* **EXERCISE GOAL**: Please tally how many lines in the entries below include the word "instead", giving only the number.

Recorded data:
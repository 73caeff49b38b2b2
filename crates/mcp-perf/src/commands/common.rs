//! Common utilities shared across harness commands.
//!
//! `run`, `steps` and `rollback` take the same flags. [`HarnessArgs`] holds
//! them, layers them over the file configuration and resolves the database
//! URL.

use crate::config::HarnessConfig;
use crate::formatters;
use crate::harness::{MigrationHarness, Outcome, RunOptions, check_database_url};
use anyhow::{Context, Result};
use clap::Args;
use codebase_mcp_core::cli::OutputFormat;
use colored::Colorize;
use serde::Serialize;
use std::path::PathBuf;
use tracing::debug;

/// Flags shared by the harness commands.
#[derive(Args, Debug, Clone, Default, PartialEq)]
pub struct HarnessArgs {
    /// Test database URL; must name the test database
    #[arg(long, env = "DATABASE_URL", hide_env_values = true)]
    pub database_url: Option<String>,

    /// Budget in seconds (overrides `target_seconds`, or
    /// `rollback_target_seconds` for `rollback`)
    #[arg(long, value_name = "SECS")]
    pub budget: Option<f64>,

    /// Project root containing alembic.ini (overrides `repo_root`)
    #[arg(long, value_name = "DIR")]
    pub repo_root: Option<PathBuf>,

    /// Migration log file (overrides `migration_log_file`)
    #[arg(long, value_name = "PATH")]
    pub log_file: Option<PathBuf>,

    /// Per-command timeout in seconds (overrides `command_timeout_secs`)
    #[arg(long, value_name = "SECS")]
    pub timeout: Option<u64>,

    /// Reuse the existing test database instead of recreating it
    #[arg(long)]
    pub skip_prepare: bool,

    /// Reuse existing rows instead of running the data generator
    #[arg(long)]
    pub skip_generate: bool,

    /// Configuration file (default: platform config file)
    #[arg(long, value_name = "FILE")]
    pub config: Option<PathBuf>,
}

/// Which migration direction a command times.
#[derive(Debug, Clone, Copy, PartialEq, Eq)]
pub enum Direction {
    /// `alembic upgrade head`
    Upgrade,
    /// `alembic downgrade -1`
    Rollback,
}

impl HarnessArgs {
    /// Loads the configuration file and applies flag overrides.
    ///
    /// `--budget` replaces the budget of `direction`.
    ///
    /// # Errors
    ///
    /// Returns an error if the file cannot be loaded or the merged
    /// configuration is invalid.
    pub fn load_config(&self, direction: Direction) -> codebase_mcp_core::Result<HarnessConfig> {
        let mut config = HarnessConfig::load(self.config.as_deref())?;

        if let Some(budget) = self.budget {
            match direction {
                Direction::Upgrade => config.target_seconds = budget,
                Direction::Rollback => config.rollback_target_seconds = budget,
            }
        }
        if let Some(root) = &self.repo_root {
            config.repo_root.clone_from(root);
        }
        if let Some(log_file) = &self.log_file {
            config.migration_log_file.clone_from(log_file);
        }
        if self.timeout.is_some() {
            config.command_timeout_secs = self.timeout;
        }

        config.validate()?;
        debug!(?config, "effective configuration");
        Ok(config)
    }

    /// Phases the user asked to skip.
    #[must_use]
    pub const fn run_options(&self) -> RunOptions {
        RunOptions {
            skip_prepare: self.skip_prepare,
            skip_generate: self.skip_generate,
        }
    }
}

/// What a harness command should do after reading its flags.
#[derive(Debug)]
pub enum Prepared {
    /// Ready to run against the test database.
    Ready(Box<MigrationHarness>),

    /// Flags or configuration were invalid.
    Invalid(String),

    /// The database URL is missing or unsafe.
    Skip(String),
}

/// Builds a harness from flags, or explains why it cannot run.
#[must_use]
pub fn prepare(args: &HarnessArgs, direction: Direction) -> Prepared {
    let config = match args.load_config(direction) {
        Ok(config) => config,
        Err(e) => return Prepared::Invalid(e.to_string()),
    };

    let database = match config.database_name() {
        Ok(database) => database,
        Err(e) => return Prepared::Invalid(e.to_string()),
    };

    let url = match check_database_url(args.database_url.as_deref(), &database) {
        Ok(url) => url,
        Err(reason) => return Prepared::Skip(reason),
    };

    match MigrationHarness::new(config, url) {
        Ok(harness) => Prepared::Ready(Box::new(harness)),
        Err(e) => Prepared::Invalid(e.to_string()),
    }
}

/// Prints an outcome: the report on stdout, the verdict on stderr.
///
/// In JSON mode the whole outcome, status tag included, goes to stdout.
///
/// # Errors
///
/// Returns an error if the report cannot be rendered.
pub fn print_outcome<T, F>(outcome: &Outcome<T>, format: OutputFormat, render: F) -> Result<()>
where
    T: Serialize,
    F: Fn(&T, OutputFormat) -> Result<String>,
{
    if format == OutputFormat::Json {
        let json = formatters::json::format(outcome).context("failed to format outcome")?;
        println!("{json}");
        return Ok(());
    }

    if let Some(report) = outcome.report() {
        print!("{}", render(report, format)?);
    }

    let color = format == OutputFormat::Pretty;
    match outcome {
        Outcome::Passed(_) => {}
        Outcome::Failed { reason, .. } => eprintln!("{} {reason}", label("FAILED:", color)),
        Outcome::Skipped { reason } => eprintln!("{} {reason}", label("SKIPPED:", color)),
    }
    Ok(())
}

/// Prints an error message for invalid input.
pub fn print_invalid(message: &str, format: OutputFormat) {
    eprintln!(
        "{} {message}",
        label("ERROR:", format == OutputFormat::Pretty)
    );
}

fn label(text: &str, color: bool) -> String {
    if !color {
        return text.to_string();
    }
    match text {
        "SKIPPED:" => text.yellow().bold().to_string(),
        _ => text.red().bold().to_string(),
    }
}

* **WORKED SOLUTION**: 2